III Divisione/CAD Istituto Ortopedico Gaetano Pini, Milano
Aim. With this study we analyzed available case series to evaluate the mid- and long-term surgical outcome of fractures following hip replacement and to determine whether prosthesis revision was preferable to osteosynthesis.
Methods. From January 1986 through December 1998, 91 cases of postoperative femur fracture in hip replacement patients treated at the Gaetano Pini Orthopedic Institute, Milan, were examined. Of the 91 cases, 86 (94%) underwent surgery and 55 (60%) revision of prior surgery. Of the latter, 15% had received primary, 20% secondary hip replacement, and 65% had an aseptic mobilizing prosthesis.

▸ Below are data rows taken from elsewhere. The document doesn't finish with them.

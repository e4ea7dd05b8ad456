use axum::{routing::{get, post}, Json, Router};
use tower_http::{
    cors::CorsLayer,
    trace::{DefaultMakeSpan, DefaultOnFailure, DefaultOnRequest, DefaultOnResponse, TraceLayer},
};
use tracing::Level;

use common::types::Health;

pub mod auth;

pub async fn health() -> Json<Health> {
    Json(Health { status: "ok", service: "auth" })
}

/// Build the demo authentication router.
pub fn build_router(state: auth::ServerState, cors: CorsLayer) -> Router {
    Router::new()
        .route("/health", get(health))
        .route("/auth/login", post(auth::login))
        .route("/auth/session", get(auth::session))
        .with_state(state)
        .layer(cors)
        .layer(
            TraceLayer::new_for_http()
                .make_span_with(DefaultMakeSpan::new().level(Level::INFO))
                .on_request(DefaultOnRequest::new().level(Level::DEBUG))
                .on_response(DefaultOnResponse::new().level(Level::INFO))
                .on_failure(DefaultOnFailure::new().level(Level::ERROR)),
        )
}
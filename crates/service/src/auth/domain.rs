use std::fmt;

use serde::{Deserialize, Serialize};

/// Body of `POST /auth/login`. The role claim is deliberately absent.
#[derive(Clone, Serialize, Deserialize)]
pub struct LoginRequest {
    pub identifier: String,
    pub secret: String,
}

impl fmt::Debug for LoginRequest {
    fn fmt(&self, f: &mut fmt::Formatter<'_>) -> fmt::Result {
        f.debug_struct("LoginRequest").field("identifier", &self.identifier).finish_non_exhaustive()
    }
}

/// Identity as reported by the authentication service.
///
/// `role` stays a string on the wire; the resolver decides what an unknown
/// role means for the portal.
#[derive(Debug, Clone, PartialEq, Eq, Serialize, Deserialize)]
pub struct RemoteUser {
    pub id: String,
    pub role: String,
    pub display_name: String,
}

/// Successful `POST /auth/login` answer.
#[derive(Debug, Clone, PartialEq, Eq, Serialize, Deserialize)]
pub struct LoginResponse {
    pub token: String,
    pub user: RemoteUser,
}

/// Error body returned by the authentication service.
#[derive(Debug, Clone, Serialize, Deserialize)]
pub struct ErrorBody {
    pub error: String,
}
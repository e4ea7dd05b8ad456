use axum::http::StatusCode;
use axum::response::{IntoResponse, Response};
use axum::Json;
use thiserror::Error;
use tracing::error;

#[derive(Debug, Error)]
pub enum ApiError {
    #[error("{0}")]
    BadRequest(String),
    #[error("invalid credentials")]
    Unauthorized,
    #[error("invalid or expired token")]
    InvalidToken,
    #[error("internal error: {0}")]
    Internal(String),
}

impl ApiError {
    pub fn status(&self) -> StatusCode {
        match self {
            ApiError::BadRequest(_) => StatusCode::BAD_REQUEST,
            ApiError::Unauthorized | ApiError::InvalidToken => StatusCode::UNAUTHORIZED,
            ApiError::Internal(_) => StatusCode::INTERNAL_SERVER_ERROR,
        }
    }
}

impl IntoResponse for ApiError {
    fn into_response(self) -> Response {
        let status = self.status();
        if status.is_server_error() {
            error!(error = %self, "request failed");
        }
        (status, Json(serde_json::json!({"error": self.to_string()}))).into_response()
    }
}

#[derive(Debug, Error)]
pub enum StartupError {
    #[error("invalid configuration: {0}")]
    InvalidConfig(String),
    #[error(transparent)]
    Any(#[from] anyhow::Error),
}
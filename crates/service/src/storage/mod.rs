//! Storage for the service layer
//!
//! `JsonMapStore` persists a small map as one JSON file; `SessionStore` builds
//! the portal's client-side session storage on top of it.

pub mod json_map_store;
pub mod session_store;

pub use json_map_store::JsonMapStore;
pub use session_store::SessionStore;
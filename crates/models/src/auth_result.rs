use std::fmt;

use serde::Serialize;

use crate::session::Session;

/// Why a login attempt did not produce a session.
#[derive(Debug, Clone, Copy, PartialEq, Eq, Hash, Serialize)]
#[serde(rename_all = "snake_case")]
pub enum FailureReason {
    /// Blank identifier or secret; never reaches the network.
    InvalidInput,
    /// The authentication service rejected the secret.
    InvalidCredentials,
    /// Valid identity, but for a different portal than the form used.
    RoleMismatch,
    /// Network, timeout or server failure.
    ServiceUnavailable,
}

impl FailureReason {
    pub fn as_str(&self) -> &'static str {
        match self {
            FailureReason::InvalidInput => "invalid_input",
            FailureReason::InvalidCredentials => "invalid_credentials",
            FailureReason::RoleMismatch => "role_mismatch",
            FailureReason::ServiceUnavailable => "service_unavailable",
        }
    }

    /// Message shown next to the login form.
    pub fn user_message(&self) -> &'static str {
        match self {
            FailureReason::InvalidInput => "Please fill in both fields.",
            FailureReason::InvalidCredentials => "Incorrect login details. Please try again.",
            FailureReason::RoleMismatch => "This account cannot sign in through this portal.",
            FailureReason::ServiceUnavailable => "The sign-in service is unavailable. Please try again shortly.",
        }
    }

    /// Only service failures may go away without the user changing input.
    pub fn is_transient(&self) -> bool {
        matches!(self, FailureReason::ServiceUnavailable)
    }
}

impl fmt::Display for FailureReason {
    fn fmt(&self, f: &mut fmt::Formatter<'_>) -> fmt::Result {
        f.write_str(self.as_str())
    }
}

/// Outcome of one settled login attempt.
#[derive(Debug, Clone, PartialEq, Eq)]
pub enum AuthResult {
    Success { session: Session, landing_route: String },
    Failure { reason: FailureReason },
}

impl AuthResult {
    pub fn failure(reason: FailureReason) -> Self {
        AuthResult::Failure { reason }
    }

    pub fn is_success(&self) -> bool {
        matches!(self, AuthResult::Success { .. })
    }

    pub fn session(&self) -> Option<&Session> {
        match self {
            AuthResult::Success { session, .. } => Some(session),
            AuthResult::Failure { .. } => None,
        }
    }

    pub fn failure_reason(&self) -> Option<FailureReason> {
        match self {
            AuthResult::Success { .. } => None,
            AuthResult::Failure { reason } => Some(*reason),
        }
    }
}
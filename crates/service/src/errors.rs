use thiserror::Error;

#[derive(Debug, Error)]
pub enum ServiceError {
    #[error("validation error: {0}")]
    Validation(String),
    #[error("storage error: {0}")]
    Storage(String),
    #[error("configuration error: {0}")]
    Config(String),
}

impl ServiceError {
    pub fn storage(e: impl std::fmt::Display) -> Self {
        Self::Storage(e.to_string())
    }
}
use serde::Serialize;

/// Body returned by health endpoints.
#[derive(Serialize, Debug, Clone, Copy)]
pub struct Health {
    pub status: &'static str,
    pub service: &'static str,
}
use std::io;
use tracing_subscriber::{fmt, EnvFilter};

/// Initialize tracing subscriber with compact human-readable output.
/// - Respects `RUST_LOG` if set
/// - Falls back to `info,tower_http=info,service::auth=debug`
/// - Writes to stderr so command output on stdout stays clean
pub fn init_logging_default() {
    let env_filter = EnvFilter::try_from_default_env()
        .unwrap_or_else(|_| EnvFilter::new("info,tower_http=info,service::auth=debug"));
    let _ = fmt()
        .with_env_filter(env_filter)
        .with_target(false)
        .compact()
        .with_writer(io::stderr)
        .try_init();
}

/// Initialize tracing subscriber with JSON structured output.
/// - Respects `RUST_LOG` if set, defaults to `info`
/// - Writes to stdout for container log collectors
pub fn init_logging_json() {
    let env_filter = EnvFilter::try_from_default_env()
        .unwrap_or_else(|_| EnvFilter::new("info,server::routes=debug"));
    let _ = fmt()
        .with_env_filter(env_filter)
        .with_target(true)
        .json()
        .with_writer(io::stdout)
        .try_init();
}

/// Pick the subscriber flavour from `LOG_FORMAT` (`json` or anything else).
pub fn init_logging_from_env() {
    match std::env::var("LOG_FORMAT").as_deref() {
        Ok("json") => init_logging_json(),
        _ => init_logging_default(),
    }
}
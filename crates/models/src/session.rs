use chrono::{DateTime, Utc};
use serde::{Deserialize, Serialize};

use crate::role::Role;

/// A verified login. `role` always equals the role claim that produced it.
#[derive(Debug, Clone, PartialEq, Eq, Serialize, Deserialize)]
pub struct Session {
    pub user_id: String,
    pub role: Role,
    pub display_name: String,
    /// Opaque token issued by the authentication service.
    pub token: String,
    pub issued_at: DateTime<Utc>,
}

impl Session {
    pub fn new(user_id: impl Into<String>, role: Role, display_name: impl Into<String>, token: impl Into<String>) -> Self {
        Self {
            user_id: user_id.into(),
            role,
            display_name: display_name.into(),
            token: token.into(),
            issued_at: Utc::now(),
        }
    }
}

Results. As measured by the Harris hip rating score in relation to type of fracture, non-invasive treatment led to good outcome in only 50% of cases, whereas surgical treatment produced better results. Osteosynthesis with internal fixation (plates and screws) achieved satisfactory results in 55% of cases, whereas minimal synthesis (cerclage) led to unsatisfactory results in 67% of cases. The use of long-stem prostheses in aseptic stem mobilization achieved good outcomes, with satisfactory results reported in 80% of cases.
Conclusion. To obtain stability of the implanted prosthesis and the fracture and to ensure early patient mobilization, thus permitting restoration of the pre-operative level of quality of life, adherence to the following guidelines is recommended: 1) when fractures in a mobilizing prosthesis and scarce bone stock are present, revision with long-stem prosthesis associated or not with internal osetosynthesis should be performed; 2) when fractures in a prosthesis without signs of mobilization but with acceptable bone stock are present, internal fixation osetosynthesis should be performed, and only later should revision be carried out when needed; 3) in particularly severe cases, the prosthesis should be removed, and synthesis of bone fragments around the test stem performed in the diaphysial canal filled with autologous bone graft or morcellized homoplasty; only later should the definitive long-stem femoral component be mounted and attention directed at achieving good prosthesis fit.